Exercise requirements
Retype the data in its entirety, with no word changed.

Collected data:
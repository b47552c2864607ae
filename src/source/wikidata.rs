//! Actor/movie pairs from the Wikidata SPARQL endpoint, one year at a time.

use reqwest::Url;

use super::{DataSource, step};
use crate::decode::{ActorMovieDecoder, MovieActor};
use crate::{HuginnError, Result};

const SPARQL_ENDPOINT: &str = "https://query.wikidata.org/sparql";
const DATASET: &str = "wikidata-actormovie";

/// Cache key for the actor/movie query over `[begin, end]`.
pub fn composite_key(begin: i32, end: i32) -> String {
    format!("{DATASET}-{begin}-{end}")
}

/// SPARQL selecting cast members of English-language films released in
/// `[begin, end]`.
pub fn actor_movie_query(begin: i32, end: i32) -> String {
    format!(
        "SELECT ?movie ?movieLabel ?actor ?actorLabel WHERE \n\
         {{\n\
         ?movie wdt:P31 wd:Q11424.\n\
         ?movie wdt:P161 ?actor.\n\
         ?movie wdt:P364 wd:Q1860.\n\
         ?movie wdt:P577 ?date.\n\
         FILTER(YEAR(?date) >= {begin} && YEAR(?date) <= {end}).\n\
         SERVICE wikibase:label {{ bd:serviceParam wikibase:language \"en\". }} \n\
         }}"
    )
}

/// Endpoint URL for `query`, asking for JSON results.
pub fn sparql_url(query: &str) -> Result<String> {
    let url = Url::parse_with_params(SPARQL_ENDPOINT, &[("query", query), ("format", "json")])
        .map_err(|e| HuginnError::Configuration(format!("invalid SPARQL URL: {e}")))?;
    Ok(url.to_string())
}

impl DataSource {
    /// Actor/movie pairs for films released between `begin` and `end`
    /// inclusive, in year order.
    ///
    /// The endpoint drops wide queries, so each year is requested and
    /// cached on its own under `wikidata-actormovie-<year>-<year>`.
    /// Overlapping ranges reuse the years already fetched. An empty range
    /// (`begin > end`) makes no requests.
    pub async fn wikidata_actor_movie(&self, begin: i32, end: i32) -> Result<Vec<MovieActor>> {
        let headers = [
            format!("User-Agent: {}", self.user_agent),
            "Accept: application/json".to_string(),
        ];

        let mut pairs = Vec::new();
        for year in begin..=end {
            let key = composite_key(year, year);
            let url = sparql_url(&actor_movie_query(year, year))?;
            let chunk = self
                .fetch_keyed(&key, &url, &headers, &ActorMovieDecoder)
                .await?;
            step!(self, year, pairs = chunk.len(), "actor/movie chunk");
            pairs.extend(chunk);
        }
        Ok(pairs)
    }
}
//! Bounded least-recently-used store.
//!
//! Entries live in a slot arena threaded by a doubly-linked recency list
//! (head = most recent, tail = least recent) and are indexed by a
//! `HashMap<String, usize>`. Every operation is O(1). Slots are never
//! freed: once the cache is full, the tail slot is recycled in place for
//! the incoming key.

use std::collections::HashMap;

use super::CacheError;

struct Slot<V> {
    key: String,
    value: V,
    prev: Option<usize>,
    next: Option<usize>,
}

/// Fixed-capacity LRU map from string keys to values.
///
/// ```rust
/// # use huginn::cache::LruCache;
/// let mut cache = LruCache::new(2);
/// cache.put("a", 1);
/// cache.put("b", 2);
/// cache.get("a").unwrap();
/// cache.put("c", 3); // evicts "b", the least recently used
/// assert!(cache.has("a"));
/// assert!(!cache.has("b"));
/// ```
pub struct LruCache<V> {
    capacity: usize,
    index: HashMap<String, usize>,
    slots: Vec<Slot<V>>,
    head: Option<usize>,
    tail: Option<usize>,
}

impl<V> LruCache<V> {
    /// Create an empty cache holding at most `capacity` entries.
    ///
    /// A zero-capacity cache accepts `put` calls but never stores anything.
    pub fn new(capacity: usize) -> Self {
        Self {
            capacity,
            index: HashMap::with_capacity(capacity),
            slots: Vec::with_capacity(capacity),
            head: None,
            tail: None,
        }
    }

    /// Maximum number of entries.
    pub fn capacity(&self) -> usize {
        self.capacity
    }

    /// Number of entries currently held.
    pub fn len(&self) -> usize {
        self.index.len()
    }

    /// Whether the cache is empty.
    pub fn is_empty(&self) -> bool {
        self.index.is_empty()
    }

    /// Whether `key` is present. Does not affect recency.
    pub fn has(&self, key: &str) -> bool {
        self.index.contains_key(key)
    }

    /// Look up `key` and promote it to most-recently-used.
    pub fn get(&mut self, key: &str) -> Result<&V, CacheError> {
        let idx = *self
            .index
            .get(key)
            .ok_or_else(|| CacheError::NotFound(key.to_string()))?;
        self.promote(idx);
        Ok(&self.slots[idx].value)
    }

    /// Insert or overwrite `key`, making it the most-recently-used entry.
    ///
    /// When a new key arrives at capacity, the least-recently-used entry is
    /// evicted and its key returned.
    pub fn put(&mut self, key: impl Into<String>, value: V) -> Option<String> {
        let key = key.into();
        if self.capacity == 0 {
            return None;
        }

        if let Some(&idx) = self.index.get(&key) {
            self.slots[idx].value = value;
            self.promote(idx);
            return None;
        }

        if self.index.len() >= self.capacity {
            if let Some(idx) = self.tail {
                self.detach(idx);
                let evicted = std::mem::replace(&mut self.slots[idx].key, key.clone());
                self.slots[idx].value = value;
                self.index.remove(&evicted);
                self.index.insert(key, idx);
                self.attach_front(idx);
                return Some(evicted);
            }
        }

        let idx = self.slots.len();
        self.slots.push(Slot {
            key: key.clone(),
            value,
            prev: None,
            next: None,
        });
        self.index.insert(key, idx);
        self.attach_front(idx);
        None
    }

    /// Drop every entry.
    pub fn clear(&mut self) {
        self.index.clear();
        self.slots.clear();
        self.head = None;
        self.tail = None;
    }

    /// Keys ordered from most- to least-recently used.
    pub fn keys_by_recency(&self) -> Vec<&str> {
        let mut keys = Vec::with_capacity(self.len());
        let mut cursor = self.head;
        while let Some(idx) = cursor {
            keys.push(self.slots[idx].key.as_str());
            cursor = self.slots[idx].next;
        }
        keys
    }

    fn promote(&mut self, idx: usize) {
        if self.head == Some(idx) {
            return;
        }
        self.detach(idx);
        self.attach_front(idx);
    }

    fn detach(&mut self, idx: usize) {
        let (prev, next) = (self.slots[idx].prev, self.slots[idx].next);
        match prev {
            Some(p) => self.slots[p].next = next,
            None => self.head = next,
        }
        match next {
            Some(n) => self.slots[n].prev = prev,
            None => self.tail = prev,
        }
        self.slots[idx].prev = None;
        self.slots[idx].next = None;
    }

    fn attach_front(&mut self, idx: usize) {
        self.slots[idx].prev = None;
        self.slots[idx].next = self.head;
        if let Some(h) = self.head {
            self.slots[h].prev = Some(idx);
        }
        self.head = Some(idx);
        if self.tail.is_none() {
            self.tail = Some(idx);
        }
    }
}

Reply to the task
repository b47552c2864607ae
filename src/source/wikidata.rs
//! Actor/movie pairs from the Wikidata SPARQL endpoint, one year at a time.

use reqwest::Url;

use super::{DataSource, step};
use crate::decode::{ActorMovieDecoder, MovieActor};
use crate::{HuginnError, Result};

const SPARQL_ENDPOINT: &str = "https://query.wikidata.org/sparql";
const DATASET: &str = "wikidata-actormovie";

/// Cache key for the actor/movie query over `[begin, end]`.
pub fn composite_key(begin: i32, end: i32) -> String {
    format!("{DATASET}-{begin}-{end}")
}

/// SPARQL selecting cast members of English-language films released in
/// `[begin, end]`.
pub fn actor_movie_query(begin: i32, end: i32) -> String {
    format!(
        "SELECT ?movie ?movieLabel ?actor ?actorLabel WHERE \n\
         {{\n\
         ?movie wdt:P31 wd:Q11424.\n\
         ?movie wdt:P161 ?actor.\n\
         ?movie wdt:P364 wd:Q1860.\n\
         ?movie wdt:P577 ?date.\n\
         FILTER(YEAR(?date) >= {begin} && YEAR(?date) <= {end}).\n\
         SERVICE wikibase:label {{ bd:serviceParam wikibase:language \"en\". }} \n\
         }}"
    )
}

/// Endpoint URL for `query`, asking for JSON results.
pub fn sparql_url(query: &str) -> Result<String> {
    let url = Url::parse_with_params(SPARQL_ENDPOINT, &[("query", query), ("format", "json")])
        .map_err(|e| HuginnError::Configuration(format!("invalid SPARQL URL: {e}")))?;
    Ok(url.to_string())
}

impl DataSource {
    /// Actor/movie pairs for films released between `begin` and `end`
    /// inclusive, in year order.
    ///
    /// The endpoint drops wide queries, so each year is requested and
    /// cached on its own under `wikidata-actormovie-<year>-<year>`.
    /// Overlapping ranges reuse the years already fetched. An empty range
    /// (`begin > end`) makes no requests.
    pub async fn wikidata_actor_movie(&self, begin: i32, end: i32) -> Result<Vec<MovieActor>> {
        let headers = [
            format!("User-Agent: {}", self.user_agent),
            "Accept: application/json".to_string(),
        ];

        let mut pairs = Vec::new();
        for year in begin..=end {
            let key = composite_key(year, year);
            let url = sparql_url(&actor_movie_query(year, year))?;
            let chunk = self
                .fetch_keyed(&key, &url, &headers, &ActorMovieDecoder)
                .await?;
            step!(self, year, pairs = chunk.len(), "actor/movie chunk");
            pairs.extend(chunk);
        }
        Ok(pairs)
    }
}
//! Bounded least-recently-used store.
//!
//! Entries live in a slot arena threaded by a doubly-linked recency list
//! (head = most recent, tail = least recent) and are indexed by a
//! `HashMap<String, usize>`. Every operation is O(1). Slots are never
//! freed: once the cache is full, the tail slot is recycled in place for
//! the incoming key.

use std::collections::HashMap;

use super::CacheError;

struct Slot<V> {
    key: String,
    value: V,
    prev: Option<usize>,
    next: Option<usize>,
}

/// Fixed-capacity LRU map from string keys to values.
///
/// ```rust
/// # use huginn::cache::LruCache;
/// let mut cache = LruCache::new(2);
/// cache.put("a", 1);
/// cache.put("b", 2);
/// cache.get("a").unwrap();
/// cache.put("c", 3); // evicts "b", the least recently used
/// assert!(cache.has("a"));
/// assert!(!cache.has("b"));
/// ```
pub struct LruCache<V> {
    capacity: usize,
    index: HashMap<String, usize>,
    slots: Vec<Slot<V>>,
    head: Option<usize>,
    tail: Option<usize>,
}

impl<V> LruCache<V> {
    /// Create an empty cache holding at most `capacity` entries.
    ///
    /// A zero-capacity cache accepts `put` calls but never stores anything.
    pub fn new(capacity: usize) -> Self {
        Self {
            capacity,
            index: HashMap::with_capacity(capacity),
            slots: Vec::with_capacity(capacity),
            head: None,
            tail: None,
        }
    }

    /// Maximum number of entries.
    pub fn capacity(&self) -> usize {
        self.capacity
    }

    /// Number of entries currently held.
    pub fn len(&self) -> usize {
        self.index.len()
    }

    /// Whether the cache is empty.
    pub fn is_empty(&self) -> bool {
        self.index.is_empty()
    }

    /// Whether `key` is present. Does not affect recency.
    pub fn has(&self, key: &str) -> bool {
        self.index.contains_key(key)
    }

    /// Look up `key` and promote it to most-recently-used.
    pub fn get(&mut self, key: &str) -> Result<&V, CacheError> {
        let idx = *self
            .index
            .get(key)
            .ok_or_else(|| CacheError::NotFound(key.to_string()))?;
        self.promote(idx);
        Ok(&self.slots[idx].value)
    }

    /// Insert or overwrite `key`, making it the most-recently-used entry.
    ///
    /// When a new key arrives at capacity, the least-recently-used entry is
    /// evicted and its key returned.
    pub fn put(&mut self, key: impl Into<String>, value: V) -> Option<String> {
        let key = key.into();
        if self.capacity == 0 {
            return None;
        }

        if let Some(&idx) = self.index.get(&key) {
            self.slots[idx].value = value;
            self.promote(idx);
            return None;
        }

        if self.index.len() >= self.capacity {
            if let Some(idx) = self.tail {
                self.detach(idx);
                let evicted = std::mem::replace(&mut self.slots[idx].key, key.clone());
                self.slots[idx].value = value;
                self.index.remove(&evicted);
                self.index.insert(key, idx);
                self.attach_front(idx);
                return Some(evicted);
            }
        }

        let idx = self.slots.len();
        self.slots.push(Slot {
            key: key.clone(),
            value,
            prev: None,
            next: None,
        });
        self.index.insert(key, idx);
        self.attach_front(idx);
        None
    }

    /// Drop every entry.
    pub fn clear(&mut self) {
        self.index.clear();
        self.slots.clear();
        self.head = None;
        self.tail = None;
    }

    /// Keys ordered from most- to least-recently used.
    pub fn keys_by_recency(&self) -> Vec<&str> {
        let mut keys = Vec::with_capacity(self.len());
        let mut cursor = self.head;
        while let Some(idx) = cursor {
            keys.push(self.slots[idx].key.as_str());
            cursor = self.slots[idx].next;
        }
        keys
    }

    fn promote(&mut self, idx: usize) {
        if self.head == Some(idx) {
            return;
        }
        self.detach(idx);
        self.attach_front(idx);
    }

    fn detach(&mut self, idx: usize) {
        let (prev, next) = (self.slots[idx].prev, self.slots[idx].next);
        match prev {
            Some(p) => self.slots[p].next = next,
            None => self.head = next,
        }
        match next {
            Some(n) => self.slots[n].prev = prev,
            None => self.tail = prev,
        }
        self.slots[idx].prev = None;
        self.slots[idx].next = None;
    }

    fn attach_front(&mut self, idx: usize) {
        self.slots[idx].prev = None;
        self.slots[idx].next = self.head;
        if let Some(h) = self.head {
            self.slots[h].prev = Some(idx);
        }
        self.head = Some(idx);
        if self.tail.is_none() {
            self.tail = Some(idx);
        }
    }
}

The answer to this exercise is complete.